A proposal in Oman to impose a tax on remittances by expats in the country has been rejected by the economic committee of the State Council, according to an official.
"The Majlis Al Shura's proposal to impose a tax on remittances by expatriates was rejected at the State Council," Salim bin Said Al Ghatami, the head of the economic committee at the State Council, told the Times of Oman.
"It is not the right time to impose a tax just on working expatriates. It's not practical. It doesn't go well with the trade practices,” he added.
Al Ghatami said it was felt that imposing the tax would also affect future investment in Oman.
“Imposing such a tax on a certain category of expatriates doesn't meet the international agreements signed by the Sultanate with other countries. It will also affect investment prospects in Oman," he said.

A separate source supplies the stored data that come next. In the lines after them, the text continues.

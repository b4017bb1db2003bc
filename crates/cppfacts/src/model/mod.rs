//! Data model for extracted declarations.

pub mod class_data;
pub mod entity;
pub mod enum_data;
pub mod namespace;
pub mod visibility;

pub use class_data::{ClassData, MemberData, MethodData};
pub use entity::{Entity, PublishedEntity};
pub use enum_data::EnumData;
pub use namespace::{join_namespace, qualify, short_name, NamespaceEntry, PATH_SEPARATOR};
pub use visibility::Visibility;
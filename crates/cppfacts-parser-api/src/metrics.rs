use serde::{Deserialize, Serialize};
use std::time::Duration;

/// Metrics collected during parsing
#[derive(Debug, Clone, PartialEq, Serialize, Deserialize)]
pub struct ParserMetrics {
    /// Total files attempted to parse
    pub files_attempted: usize,

    /// Files successfully parsed
    pub files_succeeded: usize,

    /// Files that failed parsing
    pub files_failed: usize,

    /// Total time spent parsing
    #[serde(with = "duration_serde")]
    pub total_parse_time: Duration,

    /// Enums published across all files
    pub total_enums: usize,

    /// Classes and structs published across all files
    pub total_classes: usize,
}

// Helper module for serializing Duration
mod duration_serde {
    use serde::{Deserialize, Deserializer, Serialize, Serializer};
    use std::time::Duration;

    pub fn serialize<S>(duration: &Duration, serializer: S) -> Result<S::Ok, S::Error>
    where
        S: Serializer,
    {
        (duration.as_millis() as u64).serialize(serializer)
    }

    pub fn deserialize<'de, D>(deserializer: D) -> Result<Duration, D::Error>
    where
        D: Deserializer<'de>,
    {
        let millis: u64 = u64::deserialize(deserializer)?;
        Ok(Duration::from_millis(millis))
    }
}

impl Default for ParserMetrics {
    fn default() -> Self {
        Self {
            files_attempted: 0,
            files_succeeded: 0,
            files_failed: 0,
            total_parse_time: Duration::ZERO,
            total_enums: 0,
            total_classes: 0,
        }
    }
}

impl ParserMetrics {
    /// Success rate (0.0 to 1.0)
    pub fn success_rate(&self) -> f64 {
        if self.files_attempted == 0 {
            0.0
        } else {
            self.files_succeeded as f64 / self.files_attempted as f64
        }
    }

    /// Average parse time per file
    pub fn avg_parse_time(&self) -> Duration {
        if self.files_succeeded == 0 {
            Duration::ZERO
        } else {
            self.total_parse_time / self.files_succeeded as u32
        }
    }

    pub fn total_entities(&self) -> usize {
        self.total_enums + self.total_classes
    }

    /// Merge another metrics object into this one
    pub fn merge(&mut self, other: &ParserMetrics) {
        self.files_attempted += other.files_attempted;
        self.files_succeeded += other.files_succeeded;
        self.files_failed += other.files_failed;
        self.total_parse_time += other.total_parse_time;
        self.total_enums += other.total_enums;
        self.total_classes += other.total_classes;
    }
}
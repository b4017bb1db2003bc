use serde::{Deserialize, Serialize};

/// Configuration for parser behavior
#[derive(Debug, Clone, PartialEq, Serialize, Deserialize)]
pub struct ParserConfig {
    /// Maximum file size to parse (in bytes)
    /// Files larger than this are rejected with `FileTooLarge`
    pub max_file_size: usize,

    /// Enable parallel parsing (for `parse_files`)
    pub parallel: bool,

    /// Number of parallel workers (None = rayon default)
    pub parallel_workers: Option<usize>,

    /// Fail a file when the drivers see an impossible event order,
    /// instead of logging a warning and carrying on
    pub strict_transitions: bool,
}

impl Default for ParserConfig {
    fn default() -> Self {
        Self {
            max_file_size: 10 * 1024 * 1024, // 10 MB
            parallel: false,
            parallel_workers: None,
            strict_transitions: false,
        }
    }
}

impl ParserConfig {
    /// Create config that rejects files with driver transition errors
    pub fn strict() -> Self {
        Self {
            strict_transitions: true,
            ..Default::default()
        }
    }

    /// Enable parallel parsing
    pub fn with_parallel(mut self, parallel: bool) -> Self {
        self.parallel = parallel;
        self
    }

    /// Set the number of worker threads used by parallel parsing
    pub fn with_workers(mut self, workers: usize) -> Self {
        self.parallel_workers = Some(workers);
        self
    }

    /// Set maximum file size
    pub fn with_max_file_size(mut self, size: usize) -> Self {
        self.max_file_size = size;
        self
    }

    pub fn with_strict_transitions(mut self, strict: bool) -> Self {
        self.strict_transitions = strict;
        self
    }
}
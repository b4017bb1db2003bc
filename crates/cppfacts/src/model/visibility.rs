use serde::{Deserialize, Serialize};
use std::fmt;

/// Access level of a member, method or base class
#[derive(Debug, Clone, Copy, PartialEq, Eq, Hash, Serialize, Deserialize)]
#[serde(rename_all = "lowercase")]
pub enum Visibility {
    Public,
    Protected,
    Private,
}

impl Visibility {
    /// Default member visibility for a `struct` (public) or `class` (private)
    pub fn default_for(is_struct: bool) -> Self {
        if is_struct {
            Visibility::Public
        } else {
            Visibility::Private
        }
    }

    /// Parse an access-specifier keyword
    pub fn from_keyword(keyword: &str) -> Option<Self> {
        match keyword {
            "public" => Some(Visibility::Public),
            "protected" => Some(Visibility::Protected),
            "private" => Some(Visibility::Private),
            _ => None,
        }
    }

    pub fn as_str(&self) -> &'static str {
        match self {
            Visibility::Public => "public",
            Visibility::Protected => "protected",
            Visibility::Private => "private",
        }
    }

    pub fn is_public(&self) -> bool {
        matches!(self, Visibility::Public)
    }

    pub fn is_protected(&self) -> bool {
        matches!(self, Visibility::Protected)
    }
}

impl fmt::Display for Visibility {
    fn fmt(&self, f: &mut fmt::Formatter<'_>) -> fmt::Result {
        f.write_str(self.as_str())
    }
}
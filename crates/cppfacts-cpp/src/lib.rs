//! C++ header parser for cppfacts
//!
//! A single forward pass over header text that recognizes namespaces, enums
//! and class/struct declarations without parsing the rest of the language.
//! The pieces, leaves first:
//!
//! - [`lexical`]: cursor plus skipping of comments, `#pragma once`,
//!   `#include` and whitespace
//! - [`scope`]: tracked brace depth and balanced-group skipping
//! - [`grammar`]: the declaration grammar, driven by [`ParserDriver`]
//! - [`events`]: the [`ParseEvent`] stream and the [`EventBus`] carrying it
//! - [`drivers`]: listeners that rebuild namespace paths and publish
//!   [`EnumData`](cppfacts::EnumData) and [`ClassData`](cppfacts::ClassData)
//!
//! [`CppFactParser`] wires them together per file and fills a
//! [`FactIndex`](cppfacts::FactIndex).
//!
//! # Example
//!
//! ```rust
//! use cppfacts::FactIndex;
//! use cppfacts_cpp::CppFactParser;
//! use cppfacts_parser_api::FactParser;
//! use std::path::Path;
//!
//! let parser = CppFactParser::new();
//! let mut index = FactIndex::new();
//!
//! let source = r#"
//!     namespace foo::bar {
//!         enum class Color { red, green, blue };
//!     }
//! "#;
//!
//! let file_info = parser.parse_source(source, Path::new("color.h"), &mut index).unwrap();
//! assert_eq!(file_info.enums, vec!["foo::bar::Color"]);
//! assert!(index.get_enum("foo::bar::Color").unwrap().data.is_class_enum);
//! ```
//!
//! Drivers can also be attached to a [`ParserDriver`] directly:
//!
//! ```rust
//! use cppfacts::EnumData;
//! use cppfacts_cpp::{EnumDriver, ParseEvent, ParserDriver};
//!
//! let mut names = Vec::new();
//! {
//!     let mut enums = EnumDriver::new();
//!     enums.subscribe(|name: &str, _: &EnumData| names.push(name.to_string()));
//!     let mut parser = ParserDriver::new();
//!     parser.subscribe(|event: &ParseEvent| enums.handle(event));
//!     assert!(parser.parse("namespace a { enum E { x }; } enum F { y };").success);
//! }
//! assert_eq!(names, ["a::E", "F"]);
//! ```

pub mod annotation;
pub mod drivers;
pub mod events;
pub mod grammar;
pub mod lexical;
pub mod scope;

mod extractor;
mod mapper;
mod parser_impl;

pub use annotation::AnnotationFlags;
pub use drivers::{
    ClassDriver, ClassState, EnumDriver, EnumState, NamespaceStack, PendingFlags,
    TransitionError,
};
pub use events::{EventBus, EventKind, ParseEvent, ParseListener, SubscriptionId};
pub use extractor::extract;
pub use grammar::{ParseOutcome, ParserDriver};
pub use parser_impl::CppFactParser;
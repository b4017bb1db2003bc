//! Text generators driven by indexed facts.
//!
//! - **enum_strings**: `to_string` and `operator<<` for enums
//! - **accessors**: getters, setters and archive save/load bodies for classes

pub mod accessors;
pub mod enum_strings;

pub use accessors::{getter_lines, load_lines, save_lines, setter_lines};
pub use enum_strings::{generate_header, generate_source};
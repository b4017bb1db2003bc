//! Typed parse events and the synchronous bus that delivers them.
//!
//! The grammar never mutates anything outside itself; every match it cares
//! about becomes a [`ParseEvent`] pushed through an [`EventBus`]. Listeners
//! run on the parsing call stack, in subscription order, before matching
//! continues.

use cppfacts::Visibility;
use serde::{Deserialize, Serialize};
use std::fmt;

/// Something the grammar matched.
///
/// Serializes with an `event` tag, which makes event traces easy to dump
/// and diff.
#[derive(Debug, Clone, PartialEq, Eq, Serialize, Deserialize)]
#[serde(tag = "event", rename_all = "camelCase")]
pub enum ParseEvent {
    /// A tracked `{`
    ScopePush,
    /// A tracked `}`
    ScopePop,
    /// One segment of a namespace declaration, with the depth outside it
    NamespaceSeen { name: String, depth: u32 },
    EnumSeen { name: String, depth: u32 },
    EnumClassSeen { name: String, depth: u32 },
    /// An enumerator; its value, if any, is not carried
    EnumMemberSeen { enum_name: String, identifier: String },
    ClassSeen { name: String, depth: u32 },
    StructSeen { name: String, depth: u32 },
    /// The `};` closing a class or struct body
    ClassPop,
    ParentSeen { name: String, visibility: Visibility },
    VisibilityChange { visibility: Visibility },
    MemberSeen {
        type_name: String,
        name: String,
        is_const: bool,
        is_static: bool,
    },
    MethodSeen {
        return_type: String,
        name: String,
        is_const: bool,
        is_static: bool,
        is_virtual: bool,
    },
    /// Raw text between `[[` and `]]`
    AnnotationSeen { text: String },
}

/// Payload-free discriminant of [`ParseEvent`], used for filtering
#[derive(Debug, Clone, Copy, PartialEq, Eq, Hash, Serialize, Deserialize)]
#[serde(rename_all = "kebab-case")]
pub enum EventKind {
    ScopePush,
    ScopePop,
    NamespaceSeen,
    EnumSeen,
    EnumClassSeen,
    EnumMemberSeen,
    ClassSeen,
    StructSeen,
    ClassPop,
    ParentSeen,
    VisibilityChange,
    MemberSeen,
    MethodSeen,
    AnnotationSeen,
}

impl ParseEvent {
    pub fn kind(&self) -> EventKind {
        match self {
            ParseEvent::ScopePush => EventKind::ScopePush,
            ParseEvent::ScopePop => EventKind::ScopePop,
            ParseEvent::NamespaceSeen { .. } => EventKind::NamespaceSeen,
            ParseEvent::EnumSeen { .. } => EventKind::EnumSeen,
            ParseEvent::EnumClassSeen { .. } => EventKind::EnumClassSeen,
            ParseEvent::EnumMemberSeen { .. } => EventKind::EnumMemberSeen,
            ParseEvent::ClassSeen { .. } => EventKind::ClassSeen,
            ParseEvent::StructSeen { .. } => EventKind::StructSeen,
            ParseEvent::ClassPop => EventKind::ClassPop,
            ParseEvent::ParentSeen { .. } => EventKind::ParentSeen,
            ParseEvent::VisibilityChange { .. } => EventKind::VisibilityChange,
            ParseEvent::MemberSeen { .. } => EventKind::MemberSeen,
            ParseEvent::MethodSeen { .. } => EventKind::MethodSeen,
            ParseEvent::AnnotationSeen { .. } => EventKind::AnnotationSeen,
        }
    }
}

impl fmt::Display for EventKind {
    fn fmt(&self, f: &mut fmt::Formatter<'_>) -> fmt::Result {
        let name = match self {
            EventKind::ScopePush => "scope-push",
            EventKind::ScopePop => "scope-pop",
            EventKind::NamespaceSeen => "namespace-seen",
            EventKind::EnumSeen => "enum-seen",
            EventKind::EnumClassSeen => "enum-class-seen",
            EventKind::EnumMemberSeen => "enum-member-seen",
            EventKind::ClassSeen => "class-seen",
            EventKind::StructSeen => "struct-seen",
            EventKind::ClassPop => "class-pop",
            EventKind::ParentSeen => "parent-seen",
            EventKind::VisibilityChange => "visibility-change",
            EventKind::MemberSeen => "member-seen",
            EventKind::MethodSeen => "method-seen",
            EventKind::AnnotationSeen => "annotation-seen",
        };
        f.write_str(name)
    }
}

/// Receiver of parse events.
///
/// Implemented for any `FnMut(&ParseEvent)`. Closures passed to
/// [`EventBus::subscribe`] need the argument type spelled out
/// (`|event: &ParseEvent| ...`) so they accept every borrow lifetime.
pub trait ParseListener {
    fn on_event(&mut self, event: &ParseEvent);
}

impl<F> ParseListener for F
where
    F: FnMut(&ParseEvent),
{
    fn on_event(&mut self, event: &ParseEvent) {
        self(event)
    }
}

/// Handle returned by [`EventBus::subscribe`]
#[derive(Debug, Clone, Copy, PartialEq, Eq, Hash)]
pub struct SubscriptionId(u64);

struct Subscription<'l> {
    id: SubscriptionId,
    kinds: Option<Vec<EventKind>>,
    listener: Box<dyn ParseListener + 'l>,
}

impl Subscription<'_> {
    fn wants(&self, kind: EventKind) -> bool {
        self.kinds.as_ref().map_or(true, |kinds| kinds.contains(&kind))
    }
}

/// Ordered registry of listeners.
///
/// Listeners may borrow state for `'l`; the borrow checker keeps that state
/// alive for as long as the bus can still deliver into it.
#[derive(Default)]
pub struct EventBus<'l> {
    subscriptions: Vec<Subscription<'l>>,
    next_id: u64,
}

impl<'l> EventBus<'l> {
    pub fn new() -> Self {
        Self {
            subscriptions: Vec::new(),
            next_id: 0,
        }
    }

    /// Deliver every event to `listener`
    pub fn subscribe<L>(&mut self, listener: L) -> SubscriptionId
    where
        L: ParseListener + 'l,
    {
        self.add(None, Box::new(listener))
    }

    /// Deliver only events whose kind is in `kinds`
    pub fn subscribe_to<L>(&mut self, kinds: &[EventKind], listener: L) -> SubscriptionId
    where
        L: ParseListener + 'l,
    {
        self.add(Some(kinds.to_vec()), Box::new(listener))
    }

    fn add(
        &mut self,
        kinds: Option<Vec<EventKind>>,
        listener: Box<dyn ParseListener + 'l>,
    ) -> SubscriptionId {
        let id = SubscriptionId(self.next_id);
        self.next_id += 1;
        self.subscriptions.push(Subscription {
            id,
            kinds,
            listener,
        });
        id
    }

    /// Stop delivering to a listener. Returns `false` for an unknown id.
    pub fn unsubscribe(&mut self, id: SubscriptionId) -> bool {
        let before = self.subscriptions.len();
        self.subscriptions.retain(|s| s.id != id);
        self.subscriptions.len() != before
    }

    pub fn listener_count(&self) -> usize {
        self.subscriptions.len()
    }

    /// Deliver `event` to every interested listener, in subscription order
    pub fn emit(&mut self, event: &ParseEvent) {
        let kind = event.kind();
        for subscription in &mut self.subscriptions {
            if subscription.wants(kind) {
                subscription.listener.on_event(event);
            }
        }
    }
}

impl fmt::Debug for EventBus<'_> {
    fn fmt(&self, f: &mut fmt::Formatter<'_>) -> fmt::Result {
        f.debug_struct("EventBus")
            .field("listeners", &self.subscriptions.len())
            .finish()
    }
}

#[cfg(test)]
mod tests {
    use super::*;

    #[test]
    fn test_delivery_in_subscription_order() {
        let mut seen = Vec::new();
        {
            let seen = std::cell::RefCell::new(&mut seen);
            let mut bus = EventBus::new();
            bus.subscribe(|e: &ParseEvent| seen.borrow_mut().push(format!("a:{}", e.kind())));
            bus.subscribe(|e: &ParseEvent| seen.borrow_mut().push(format!("b:{}", e.kind())));
            bus.emit(&ParseEvent::ScopePush);
            bus.emit(&ParseEvent::ClassPop);
        }
        assert_eq!(
            seen,
            vec!["a:scope-push", "b:scope-push", "a:class-pop", "b:class-pop"]
        );
    }

    #[test]
    fn test_kind_filter() {
        let mut pops = 0;
        {
            let mut bus = EventBus::new();
            bus.subscribe_to(&[EventKind::ScopePop], |_: &ParseEvent| pops += 1);
            bus.emit(&ParseEvent::ScopePush);
            bus.emit(&ParseEvent::ScopePop);
            bus.emit(&ParseEvent::VisibilityChange {
                visibility: Visibility::Public,
            });
        }
        assert_eq!(pops, 1);
    }

    #[test]
    fn test_unsubscribe() {
        let mut count = 0;
        {
            let mut bus = EventBus::new();
            let id = bus.subscribe(|_: &ParseEvent| count += 1);
            bus.emit(&ParseEvent::ScopePush);
            assert!(bus.unsubscribe(id));
            assert!(!bus.unsubscribe(id));
            assert_eq!(bus.listener_count(), 0);
            bus.emit(&ParseEvent::ScopePush);
        }
        assert_eq!(count, 1);
    }

    #[test]
    fn test_event_kind() {
        let event = ParseEvent::MemberSeen {
            type_name: "int".into(),
            name: "x".into(),
            is_const: false,
            is_static: false,
        };
        assert_eq!(event.kind(), EventKind::MemberSeen);
        assert_eq!(EventKind::EnumClassSeen.to_string(), "enum-class-seen");
    }

    #[test]
    fn test_event_json_shape() {
        let event = ParseEvent::NamespaceSeen {
            name: "foo".into(),
            depth: 2,
        };
        let json = serde_json::to_value(&event).unwrap();
        assert_eq!(json["event"], "namespaceSeen");
        assert_eq!(json["depth"], 2);

        let json = serde_json::to_value(ParseEvent::VisibilityChange {
            visibility: Visibility::Protected,
        })
        .unwrap();
        assert_eq!(json["visibility"], "protected");
        assert_eq!(
            serde_json::to_value(EventKind::ClassPop).unwrap(),
            "class-pop"
        );
    }
}
use std::path::PathBuf;
use thiserror::Error;

/// Errors that can occur during parsing
#[derive(Error, Debug)]
pub enum ParserError {
    /// Failed to read file
    #[error("IO error reading {0}: {1}")]
    IoError(PathBuf, #[source] std::io::Error),

    /// Input that the declaration grammar could not match
    #[error("Syntax error in {0}:{1}:{2}: {3}")]
    SyntaxError(PathBuf, usize, usize, String),

    /// File too large
    #[error("File {0} exceeds maximum size ({1} bytes)")]
    FileTooLarge(PathBuf, usize),

    /// Events arrived in an order the accumulation drivers cannot follow.
    /// Only raised when `ParserConfig::strict_transitions` is set.
    #[error("Invalid event sequence in {0}: {1}")]
    InvalidTransition(PathBuf, String),

    /// Fact index insertion or persistence error
    #[error("Failed to update fact index: {0}")]
    IndexError(String),
}

impl From<cppfacts::FactError> for ParserError {
    fn from(err: cppfacts::FactError) -> Self {
        ParserError::IndexError(err.to_string())
    }
}

/// Result type for parser operations
pub type ParserResult<T> = Result<T, ParserError>;
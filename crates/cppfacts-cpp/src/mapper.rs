//! Mapper for inserting extracted facts into a FactIndex

use cppfacts::{Entity, FactIndex};
use cppfacts_parser_api::{FileFacts, FileInfo};
use std::time::Duration;

/// Insert every published entity into `index`, later entities replacing
/// earlier ones with the same qualified name.
///
/// Timing and size fields of the returned [`FileInfo`] are left at zero
/// for the caller to fill in.
pub fn facts_to_index(facts: &FileFacts, index: &mut FactIndex) -> FileInfo {
    let mut enums = Vec::new();
    let mut classes = Vec::new();

    for published in &facts.entities {
        match published.entity {
            Entity::Enum(_) => enums.push(published.qualified_name.clone()),
            Entity::Class(_) => classes.push(published.qualified_name.clone()),
        }
        index.insert(published.clone(), &facts.file_path);
    }

    FileInfo {
        file_path: facts.file_path.clone(),
        enums,
        classes,
        parse_time: Duration::ZERO,
        line_count: 0,
        byte_count: 0,
    }
}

Al Ghatami said the government should find ways of encouraging expats to spend money in Oman, rather than taxing any outflow of money.
“The imposition of tax should be examined by expert committees before it is implemented," he added.
The recommendations of the economic committee will now be forwarded to the higher authorities.
In November, the economic and financial committee of the Shura Council, a consultative body, recommended Oman should tax the billions of dollars which foreign workers send back to their home countries every year. It was proposed that the tax should be set at 2 percent.
The proposed tax would have affected about 1.5 million migrant workers, mostly from south and southeast Asia, who send money home from Oman.
It was estimated that the tax would have added $155m to Oman’s coffers.